*Problem to solve*
A line below contains "pub fn with_headers(mut", and a later one contains "self.linkings.insert(binary.into(), linking);". Repeat both, with every line between them, exactly.

*Material for this exercise*
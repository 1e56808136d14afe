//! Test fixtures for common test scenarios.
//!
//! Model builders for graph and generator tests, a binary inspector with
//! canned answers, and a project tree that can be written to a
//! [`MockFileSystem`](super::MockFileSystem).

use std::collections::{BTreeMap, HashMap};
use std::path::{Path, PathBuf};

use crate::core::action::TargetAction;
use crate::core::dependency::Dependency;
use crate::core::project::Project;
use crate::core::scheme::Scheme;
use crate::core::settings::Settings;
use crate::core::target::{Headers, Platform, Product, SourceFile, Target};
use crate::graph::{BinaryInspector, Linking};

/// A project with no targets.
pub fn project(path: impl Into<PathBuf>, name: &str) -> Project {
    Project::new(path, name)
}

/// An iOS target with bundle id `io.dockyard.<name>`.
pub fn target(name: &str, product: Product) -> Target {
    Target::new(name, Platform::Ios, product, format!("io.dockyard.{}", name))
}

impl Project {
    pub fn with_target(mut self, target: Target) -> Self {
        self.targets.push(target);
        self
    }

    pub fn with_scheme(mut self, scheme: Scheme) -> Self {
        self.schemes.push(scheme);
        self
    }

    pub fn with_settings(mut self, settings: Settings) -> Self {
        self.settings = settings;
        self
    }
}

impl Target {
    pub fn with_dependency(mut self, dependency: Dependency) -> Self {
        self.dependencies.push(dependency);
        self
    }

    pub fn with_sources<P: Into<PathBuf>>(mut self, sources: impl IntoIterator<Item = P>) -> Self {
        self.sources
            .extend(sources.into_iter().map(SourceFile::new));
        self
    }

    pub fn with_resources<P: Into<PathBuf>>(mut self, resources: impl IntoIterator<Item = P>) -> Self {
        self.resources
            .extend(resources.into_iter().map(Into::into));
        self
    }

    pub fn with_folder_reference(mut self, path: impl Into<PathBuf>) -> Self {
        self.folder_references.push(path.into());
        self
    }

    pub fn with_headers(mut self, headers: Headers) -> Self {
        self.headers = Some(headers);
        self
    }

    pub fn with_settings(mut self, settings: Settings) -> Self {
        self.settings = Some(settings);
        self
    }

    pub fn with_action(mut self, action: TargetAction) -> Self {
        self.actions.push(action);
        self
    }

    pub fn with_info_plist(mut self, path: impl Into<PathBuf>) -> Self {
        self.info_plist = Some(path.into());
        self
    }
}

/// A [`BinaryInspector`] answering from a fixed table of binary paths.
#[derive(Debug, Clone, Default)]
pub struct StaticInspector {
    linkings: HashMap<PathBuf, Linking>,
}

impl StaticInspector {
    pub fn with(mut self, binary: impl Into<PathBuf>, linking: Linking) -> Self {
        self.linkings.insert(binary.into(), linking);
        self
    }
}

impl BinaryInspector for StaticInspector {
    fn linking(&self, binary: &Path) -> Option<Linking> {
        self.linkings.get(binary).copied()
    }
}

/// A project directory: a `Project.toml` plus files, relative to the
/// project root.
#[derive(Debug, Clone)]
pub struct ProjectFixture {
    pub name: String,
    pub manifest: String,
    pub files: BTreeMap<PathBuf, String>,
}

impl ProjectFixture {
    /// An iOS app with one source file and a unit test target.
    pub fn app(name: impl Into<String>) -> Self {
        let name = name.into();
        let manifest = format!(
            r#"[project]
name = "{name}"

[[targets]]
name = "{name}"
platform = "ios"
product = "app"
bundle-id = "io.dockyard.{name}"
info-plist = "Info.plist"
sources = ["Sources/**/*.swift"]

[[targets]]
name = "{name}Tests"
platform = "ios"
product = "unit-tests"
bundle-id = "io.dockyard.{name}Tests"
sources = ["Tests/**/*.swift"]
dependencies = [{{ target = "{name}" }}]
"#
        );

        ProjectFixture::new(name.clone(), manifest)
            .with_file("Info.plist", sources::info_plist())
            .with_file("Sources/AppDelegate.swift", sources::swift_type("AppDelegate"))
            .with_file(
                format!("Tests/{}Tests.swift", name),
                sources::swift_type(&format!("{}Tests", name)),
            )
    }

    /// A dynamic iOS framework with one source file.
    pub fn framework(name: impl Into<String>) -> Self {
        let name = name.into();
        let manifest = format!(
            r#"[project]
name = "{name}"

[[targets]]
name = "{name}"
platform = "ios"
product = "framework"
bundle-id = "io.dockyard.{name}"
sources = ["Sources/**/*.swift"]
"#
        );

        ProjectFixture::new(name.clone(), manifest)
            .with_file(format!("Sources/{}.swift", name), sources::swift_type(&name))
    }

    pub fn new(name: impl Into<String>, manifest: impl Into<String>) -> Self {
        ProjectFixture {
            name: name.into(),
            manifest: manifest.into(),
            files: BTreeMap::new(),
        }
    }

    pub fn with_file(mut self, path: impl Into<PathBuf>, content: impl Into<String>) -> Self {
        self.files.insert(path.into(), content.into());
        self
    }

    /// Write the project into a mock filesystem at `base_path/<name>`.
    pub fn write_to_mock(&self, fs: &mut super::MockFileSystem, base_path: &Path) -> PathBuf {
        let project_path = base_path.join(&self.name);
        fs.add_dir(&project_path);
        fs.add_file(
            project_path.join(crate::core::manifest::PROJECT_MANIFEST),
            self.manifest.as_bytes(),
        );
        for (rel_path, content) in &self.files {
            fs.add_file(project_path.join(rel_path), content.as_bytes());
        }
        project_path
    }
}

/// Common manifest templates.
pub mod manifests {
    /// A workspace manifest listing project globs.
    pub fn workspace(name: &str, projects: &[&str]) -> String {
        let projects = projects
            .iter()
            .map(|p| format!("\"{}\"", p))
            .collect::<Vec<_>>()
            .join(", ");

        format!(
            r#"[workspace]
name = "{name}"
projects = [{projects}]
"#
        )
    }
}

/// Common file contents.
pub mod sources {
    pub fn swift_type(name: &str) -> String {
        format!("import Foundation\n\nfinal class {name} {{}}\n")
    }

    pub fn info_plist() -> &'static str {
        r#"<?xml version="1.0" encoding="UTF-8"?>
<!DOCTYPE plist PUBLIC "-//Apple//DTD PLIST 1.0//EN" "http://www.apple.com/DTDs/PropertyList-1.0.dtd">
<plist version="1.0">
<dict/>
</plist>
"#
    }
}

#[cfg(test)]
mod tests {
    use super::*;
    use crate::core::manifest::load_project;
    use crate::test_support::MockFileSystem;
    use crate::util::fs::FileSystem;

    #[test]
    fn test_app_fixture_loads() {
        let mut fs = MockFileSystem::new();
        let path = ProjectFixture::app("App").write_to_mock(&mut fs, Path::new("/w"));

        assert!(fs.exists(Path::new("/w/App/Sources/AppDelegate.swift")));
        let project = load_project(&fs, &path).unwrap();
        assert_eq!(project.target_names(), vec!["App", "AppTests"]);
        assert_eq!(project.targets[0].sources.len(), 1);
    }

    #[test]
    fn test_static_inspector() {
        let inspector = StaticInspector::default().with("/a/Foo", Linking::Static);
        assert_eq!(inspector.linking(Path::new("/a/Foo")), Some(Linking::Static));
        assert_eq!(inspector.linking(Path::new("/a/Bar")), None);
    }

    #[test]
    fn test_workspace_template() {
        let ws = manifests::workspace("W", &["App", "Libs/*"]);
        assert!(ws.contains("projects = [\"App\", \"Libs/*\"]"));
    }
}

* * *

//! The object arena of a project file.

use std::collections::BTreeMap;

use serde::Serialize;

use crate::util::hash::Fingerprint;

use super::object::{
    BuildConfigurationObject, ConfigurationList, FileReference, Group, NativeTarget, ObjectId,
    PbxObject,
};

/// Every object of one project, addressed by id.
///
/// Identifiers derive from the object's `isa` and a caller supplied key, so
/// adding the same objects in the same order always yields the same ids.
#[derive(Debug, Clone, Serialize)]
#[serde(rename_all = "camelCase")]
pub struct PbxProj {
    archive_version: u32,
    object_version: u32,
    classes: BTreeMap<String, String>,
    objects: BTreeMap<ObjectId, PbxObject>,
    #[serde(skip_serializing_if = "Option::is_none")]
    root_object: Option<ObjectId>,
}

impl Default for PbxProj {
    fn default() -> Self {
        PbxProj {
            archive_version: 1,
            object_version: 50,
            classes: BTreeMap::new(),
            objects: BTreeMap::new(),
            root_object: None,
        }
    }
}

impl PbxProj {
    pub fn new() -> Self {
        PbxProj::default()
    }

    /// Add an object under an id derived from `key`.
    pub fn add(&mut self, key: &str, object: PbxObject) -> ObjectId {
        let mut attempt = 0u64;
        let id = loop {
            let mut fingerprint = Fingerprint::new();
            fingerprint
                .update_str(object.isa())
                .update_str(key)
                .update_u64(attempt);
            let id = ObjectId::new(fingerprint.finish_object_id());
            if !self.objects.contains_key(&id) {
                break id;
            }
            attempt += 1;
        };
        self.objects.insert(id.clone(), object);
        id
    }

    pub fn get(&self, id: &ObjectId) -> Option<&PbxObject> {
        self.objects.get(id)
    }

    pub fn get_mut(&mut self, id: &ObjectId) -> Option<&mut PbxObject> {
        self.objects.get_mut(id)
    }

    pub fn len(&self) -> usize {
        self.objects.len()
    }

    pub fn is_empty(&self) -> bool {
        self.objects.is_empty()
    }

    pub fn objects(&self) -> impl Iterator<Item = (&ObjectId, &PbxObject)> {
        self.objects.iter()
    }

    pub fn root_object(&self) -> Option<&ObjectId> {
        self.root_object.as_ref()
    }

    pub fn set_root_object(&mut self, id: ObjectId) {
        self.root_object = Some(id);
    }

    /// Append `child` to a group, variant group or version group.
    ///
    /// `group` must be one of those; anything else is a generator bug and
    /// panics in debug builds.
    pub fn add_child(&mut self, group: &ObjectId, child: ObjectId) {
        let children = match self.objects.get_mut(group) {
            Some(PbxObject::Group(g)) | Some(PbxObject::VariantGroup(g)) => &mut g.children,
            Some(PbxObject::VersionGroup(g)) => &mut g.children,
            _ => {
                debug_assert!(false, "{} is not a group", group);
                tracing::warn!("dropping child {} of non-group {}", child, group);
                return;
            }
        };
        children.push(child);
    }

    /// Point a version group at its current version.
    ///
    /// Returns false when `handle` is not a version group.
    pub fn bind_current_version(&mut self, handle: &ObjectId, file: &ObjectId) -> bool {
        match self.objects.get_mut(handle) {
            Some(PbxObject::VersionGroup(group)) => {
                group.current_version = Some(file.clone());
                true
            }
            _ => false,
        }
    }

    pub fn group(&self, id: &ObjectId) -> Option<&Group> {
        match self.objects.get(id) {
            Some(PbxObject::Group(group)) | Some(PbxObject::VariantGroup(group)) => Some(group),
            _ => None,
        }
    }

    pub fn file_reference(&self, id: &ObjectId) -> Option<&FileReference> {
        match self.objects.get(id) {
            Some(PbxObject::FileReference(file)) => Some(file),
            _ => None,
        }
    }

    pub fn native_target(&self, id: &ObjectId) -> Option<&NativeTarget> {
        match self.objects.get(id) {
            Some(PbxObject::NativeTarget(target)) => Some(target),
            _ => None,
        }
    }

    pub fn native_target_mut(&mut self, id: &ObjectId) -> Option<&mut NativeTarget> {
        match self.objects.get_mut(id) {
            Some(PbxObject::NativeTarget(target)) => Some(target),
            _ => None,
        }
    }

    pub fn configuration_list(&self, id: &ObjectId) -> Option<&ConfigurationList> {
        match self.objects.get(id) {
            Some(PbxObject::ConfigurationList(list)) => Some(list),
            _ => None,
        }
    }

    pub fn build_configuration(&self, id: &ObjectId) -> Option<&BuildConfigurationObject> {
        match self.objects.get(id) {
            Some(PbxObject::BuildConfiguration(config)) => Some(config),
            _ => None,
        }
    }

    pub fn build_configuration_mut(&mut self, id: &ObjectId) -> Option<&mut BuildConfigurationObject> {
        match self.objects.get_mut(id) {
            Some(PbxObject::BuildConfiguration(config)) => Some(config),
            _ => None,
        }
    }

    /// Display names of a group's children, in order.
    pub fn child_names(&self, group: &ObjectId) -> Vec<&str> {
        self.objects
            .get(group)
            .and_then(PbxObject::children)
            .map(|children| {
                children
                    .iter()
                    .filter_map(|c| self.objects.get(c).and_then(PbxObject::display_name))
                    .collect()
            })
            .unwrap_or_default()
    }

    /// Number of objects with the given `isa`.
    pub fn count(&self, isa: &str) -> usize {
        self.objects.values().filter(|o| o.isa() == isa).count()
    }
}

* * *

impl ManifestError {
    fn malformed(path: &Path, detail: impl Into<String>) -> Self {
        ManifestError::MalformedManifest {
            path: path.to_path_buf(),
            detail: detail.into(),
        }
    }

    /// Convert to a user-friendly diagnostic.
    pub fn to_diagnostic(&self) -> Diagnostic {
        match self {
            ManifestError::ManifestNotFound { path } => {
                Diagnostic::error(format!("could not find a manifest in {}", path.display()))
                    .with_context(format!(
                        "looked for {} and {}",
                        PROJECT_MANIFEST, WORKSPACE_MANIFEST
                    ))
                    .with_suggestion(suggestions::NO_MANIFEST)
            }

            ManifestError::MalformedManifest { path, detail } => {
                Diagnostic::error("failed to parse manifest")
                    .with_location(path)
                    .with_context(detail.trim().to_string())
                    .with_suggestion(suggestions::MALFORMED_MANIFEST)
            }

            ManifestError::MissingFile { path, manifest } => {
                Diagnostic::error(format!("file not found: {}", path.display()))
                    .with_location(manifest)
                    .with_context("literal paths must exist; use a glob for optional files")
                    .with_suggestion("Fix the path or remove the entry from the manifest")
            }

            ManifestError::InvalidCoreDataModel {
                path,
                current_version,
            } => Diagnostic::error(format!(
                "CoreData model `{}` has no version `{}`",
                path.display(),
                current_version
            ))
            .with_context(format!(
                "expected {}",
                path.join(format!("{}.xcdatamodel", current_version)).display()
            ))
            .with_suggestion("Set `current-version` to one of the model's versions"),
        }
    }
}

*Final answer*
    pub fn with_headers(mut self, headers: Headers) -> Self {
        self.headers = Some(headers);
        self
    }

    pub fn with_settings(mut self, settings: Settings) -> Self {
        self.settings = Some(settings);
        self
    }

    pub fn with_action(mut self, action: TargetAction) -> Self {
        self.actions.push(action);
        self
    }

    pub fn with_info_plist(mut self, path: impl Into<PathBuf>) -> Self {
        self.info_plist = Some(path.into());
        self
    }
}

/// A [`BinaryInspector`] answering from a fixed table of binary paths.
#[derive(Debug, Clone, Default)]
pub struct StaticInspector {
    linkings: HashMap<PathBuf, Linking>,
}

impl StaticInspector {
    pub fn with(mut self, binary: impl Into<PathBuf>, linking: Linking) -> Self {
        self.linkings.insert(binary.into(), linking);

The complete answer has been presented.